(RECORDS Opens)

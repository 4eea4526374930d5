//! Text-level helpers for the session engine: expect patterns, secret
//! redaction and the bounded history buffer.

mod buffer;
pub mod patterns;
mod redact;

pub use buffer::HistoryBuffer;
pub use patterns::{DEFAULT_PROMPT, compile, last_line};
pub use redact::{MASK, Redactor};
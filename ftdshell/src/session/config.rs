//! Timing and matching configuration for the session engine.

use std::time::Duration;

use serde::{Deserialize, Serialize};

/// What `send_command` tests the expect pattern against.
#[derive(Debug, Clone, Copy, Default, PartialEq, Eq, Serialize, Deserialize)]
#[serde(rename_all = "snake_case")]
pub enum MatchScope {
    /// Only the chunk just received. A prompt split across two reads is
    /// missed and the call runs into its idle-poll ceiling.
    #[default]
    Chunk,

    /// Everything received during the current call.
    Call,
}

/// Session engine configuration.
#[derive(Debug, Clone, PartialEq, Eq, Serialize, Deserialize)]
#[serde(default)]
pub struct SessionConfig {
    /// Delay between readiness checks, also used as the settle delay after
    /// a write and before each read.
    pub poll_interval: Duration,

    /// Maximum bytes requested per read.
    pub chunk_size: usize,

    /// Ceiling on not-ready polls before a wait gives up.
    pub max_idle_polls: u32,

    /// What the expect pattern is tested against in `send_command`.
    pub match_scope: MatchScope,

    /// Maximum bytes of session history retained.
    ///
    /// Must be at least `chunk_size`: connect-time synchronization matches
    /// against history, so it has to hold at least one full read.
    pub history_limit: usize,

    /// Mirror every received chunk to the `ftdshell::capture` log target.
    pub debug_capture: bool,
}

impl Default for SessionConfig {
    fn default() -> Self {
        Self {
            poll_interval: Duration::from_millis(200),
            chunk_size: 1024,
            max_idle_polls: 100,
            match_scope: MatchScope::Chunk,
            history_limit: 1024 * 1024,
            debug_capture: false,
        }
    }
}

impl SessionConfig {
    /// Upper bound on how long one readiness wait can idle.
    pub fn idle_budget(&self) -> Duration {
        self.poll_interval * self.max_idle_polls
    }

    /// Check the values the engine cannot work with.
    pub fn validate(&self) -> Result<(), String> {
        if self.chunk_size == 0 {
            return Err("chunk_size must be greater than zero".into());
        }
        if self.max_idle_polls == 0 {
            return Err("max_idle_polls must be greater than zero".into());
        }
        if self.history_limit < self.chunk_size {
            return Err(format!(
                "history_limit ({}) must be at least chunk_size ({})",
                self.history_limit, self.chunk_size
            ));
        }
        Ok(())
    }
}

(RECORDS Closes)

● EXERCISE DETAILS: Your reply should consist of one number: how many lines in the entries contain the string "Serialize".

● RESPONSE BOX: 3